By limiting who can view or share the policy, businesses can reduce the number of points at which it could be leaked or intercepted and prevent any accidental exposure.

3) Offline policy backups should be part of incident response. During ransomware attacks, bad actors can encrypt internal systems or take them offline. As part of their incident response plan, businesses should share clean, off-network copies of their cyber policy with their managed service provider, insurance brokers and outside legal counsel so it can still be accessed when needed. Similarly, including the contact information for the business’s cyber insurance provider and key employees in the incident response plan is beneficial if the situation escalates.

4) Employee education can help reduce exposure. A best practice for businesses is to deploy cybersecurity training across their organizations. Most of the time, the training focuses on using a password manager with complex and unique passwords for each login location, being wary of unusual emails and knowing how to report suspicious activity.

For key employees across finance, legal and IT, training should also encourage them to handle cyber insurance policies with the same level of caution they use with sensitive customer data or internal financials.
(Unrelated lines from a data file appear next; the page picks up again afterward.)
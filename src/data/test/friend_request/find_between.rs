use super::*;

/// Tests that the lookup finds a request regardless of direction.
///
/// Expected: Ok with Some when querying with the users swapped
#[tokio::test]
async fn matches_either_direction() -> Result<(), DbErr> {
    let test = TestBuilder::new()
        .with_social_tables()
        .build()
        .await
        .unwrap();
    let db = test.db.as_ref().unwrap();

    let alice = factory::create_user(db).await?;
    let bob = factory::create_user(db).await?;
    factory::create_friend_request(db, alice.id, bob.id).await?;

    let repo = FriendRequestRepository::new(db);

    assert!(repo.find_between(alice.id, bob.id).await?.is_some());
    assert!(repo.find_between(bob.id, alice.id).await?.is_some());

    Ok(())
}

/// Tests the accepted-only lookup used for friendship checks.
///
/// Expected: Ok with None for a pending request and Some once accepted
#[tokio::test]
async fn accepted_lookup_ignores_pending() -> Result<(), DbErr> {
    let test = TestBuilder::new()
        .with_social_tables()
        .build()
        .await
        .unwrap();
    let db = test.db.as_ref().unwrap();

    let alice = factory::create_user(db).await?;
    let bob = factory::create_user(db).await?;
    let carol = factory::create_user(db).await?;

    factory::create_friend_request(db, alice.id, bob.id).await?;
    factory::create_friendship(db, alice.id, carol.id).await?;

    let repo = FriendRequestRepository::new(db);

    assert!(repo.find_accepted_between(alice.id, bob.id).await?.is_none());
    assert!(repo
        .find_accepted_between(carol.id, alice.id)
        .await?
        .is_some());

    Ok(())
}
use axum::{
    extract::{Path, State},
    http::StatusCode,
    response::IntoResponse,
    Json,
};
use uuid::Uuid;

use crate::{
    error::AppError,
    middleware::auth::{AuthGuard, AuthUser, Permission},
    model::{
        api::ErrorDto,
        join_request::{CreateJoinRequestDto, JoinRequestDto, JoinRequestExistsDto},
    },
    service::join_request::JoinRequestService,
    state::AppState,
};

/// Tag for grouping join request endpoints in OpenAPI documentation
pub static JOIN_REQUEST_TAG: &str = "join-request";

/// Apply to join a game, optionally with a message for the admins.
///
/// # Returns
/// - `201 Created` - Application filed
/// - `409 Conflict` - Already a member, a pending request exists, or the
///   game is full
#[utoipa::path(
    post,
    path = "/games/{game_id}/join-requests",
    tag = JOIN_REQUEST_TAG,
    params(
        ("game_id" = Uuid, Path, description = "Game ID")
    ),
    request_body = CreateJoinRequestDto,
    responses(
        (status = 201, description = "Join request created", body = JoinRequestDto),
        (status = 401, description = "Missing or invalid token", body = ErrorDto),
        (status = 404, description = "Game not found", body = ErrorDto),
        (status = 409, description = "Already a member, duplicate request, or game full", body = ErrorDto),
        (status = 500, description = "Internal server error", body = ErrorDto)
    ),
)]
pub async fn create_join_request(
    State(state): State<AppState>,
    user: AuthUser,
    Path(game_id): Path<Uuid>,
    Json(payload): Json<CreateJoinRequestDto>,
) -> Result<impl IntoResponse, AppError> {
    let _ = AuthGuard::new(&state.db).require(user.id, &[]).await?;

    let service = JoinRequestService::new(&state.db);
    let request = service.apply(user.id, game_id, payload.message).await?;

    Ok((StatusCode::CREATED, Json(request)))
}

/// Check whether the caller has a pending request for a game.
#[utoipa::path(
    get,
    path = "/games/{game_id}/join-requests/me",
    tag = JOIN_REQUEST_TAG,
    params(
        ("game_id" = Uuid, Path, description = "Game ID")
    ),
    responses(
        (status = 200, description = "Pending request existence", body = JoinRequestExistsDto),
        (status = 401, description = "Missing or invalid token", body = ErrorDto),
        (status = 500, description = "Internal server error", body = ErrorDto)
    ),
)]
pub async fn join_request_exists(
    State(state): State<AppState>,
    user: AuthUser,
    Path(game_id): Path<Uuid>,
) -> Result<impl IntoResponse, AppError> {
    let _ = AuthGuard::new(&state.db).require(user.id, &[]).await?;

    let service = JoinRequestService::new(&state.db);
    let exists = service.exists(user.id, game_id).await?;

    Ok((StatusCode::OK, Json(exists)))
}

/// List a game's pending applications. Admins only.
#[utoipa::path(
    get,
    path = "/games/{game_id}/join-requests",
    tag = JOIN_REQUEST_TAG,
    params(
        ("game_id" = Uuid, Path, description = "Game ID")
    ),
    responses(
        (status = 200, description = "Pending join requests", body = Vec<JoinRequestDto>),
        (status = 401, description = "Missing or invalid token", body = ErrorDto),
        (status = 403, description = "Caller is not a game admin", body = ErrorDto),
        (status = 500, description = "Internal server error", body = ErrorDto)
    ),
)]
pub async fn get_pending_join_requests(
    State(state): State<AppState>,
    user: AuthUser,
    Path(game_id): Path<Uuid>,
) -> Result<impl IntoResponse, AppError> {
    let _ = AuthGuard::new(&state.db)
        .require(user.id, &[Permission::GameAdmin(game_id)])
        .await?;

    let service = JoinRequestService::new(&state.db);
    let requests = service.pending(game_id).await?;

    Ok((StatusCode::OK, Json(requests)))
}

/// Accept an application, turning it into a PLAYER membership. Admins only.
#[utoipa::path(
    post,
    path = "/games/{game_id}/join-requests/{request_id}/accept",
    tag = JOIN_REQUEST_TAG,
    params(
        ("game_id" = Uuid, Path, description = "Game ID"),
        ("request_id" = Uuid, Path, description = "Join request ID")
    ),
    responses(
        (status = 200, description = "Request accepted", body = JoinRequestDto),
        (status = 401, description = "Missing or invalid token", body = ErrorDto),
        (status = 403, description = "Caller is not a game admin", body = ErrorDto),
        (status = 404, description = "Request not found", body = ErrorDto),
        (status = 409, description = "The game is full", body = ErrorDto),
        (status = 500, description = "Internal server error", body = ErrorDto)
    ),
)]
pub async fn accept_join_request(
    State(state): State<AppState>,
    user: AuthUser,
    Path((game_id, request_id)): Path<(Uuid, Uuid)>,
) -> Result<impl IntoResponse, AppError> {
    let _ = AuthGuard::new(&state.db)
        .require(user.id, &[Permission::GameAdmin(game_id)])
        .await?;

    let service = JoinRequestService::new(&state.db);
    let request = service.accept(game_id, request_id).await?;

    Ok((StatusCode::OK, Json(request)))
}

/// Reject an application. Admins only.
#[utoipa::path(
    post,
    path = "/games/{game_id}/join-requests/{request_id}/reject",
    tag = JOIN_REQUEST_TAG,
    params(
        ("game_id" = Uuid, Path, description = "Game ID"),
        ("request_id" = Uuid, Path, description = "Join request ID")
    ),
    responses(
        (status = 200, description = "Request rejected", body = JoinRequestDto),
        (status = 401, description = "Missing or invalid token", body = ErrorDto),
        (status = 403, description = "Caller is not a game admin", body = ErrorDto),
        (status = 404, description = "Request not found", body = ErrorDto),
        (status = 500, description = "Internal server error", body = ErrorDto)
    ),
)]
pub async fn reject_join_request(
    State(state): State<AppState>,
    user: AuthUser,
    Path((game_id, request_id)): Path<(Uuid, Uuid)>,
) -> Result<impl IntoResponse, AppError> {
    let _ = AuthGuard::new(&state.db)
        .require(user.id, &[Permission::GameAdmin(game_id)])
        .await?;

    let service = JoinRequestService::new(&state.db);
    let request = service.reject(game_id, request_id).await?;

    Ok((StatusCode::OK, Json(request)))
}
However, not many small and midsize businesses are aware of the risks posed by an unsecured cyber policy to their organizations. Independent insurance agents play an essential role in supporting organizations by guiding them through policy selection, potential claims and proactive risk mitigation. The trusted relationships agents have built with policyholders mean they can call attention to the resources and tools available to increase awareness, protect policy information, reduce risk and improve overall cyber hygiene.

Jason Vitale is an incident response lead at Coalition Incident Response.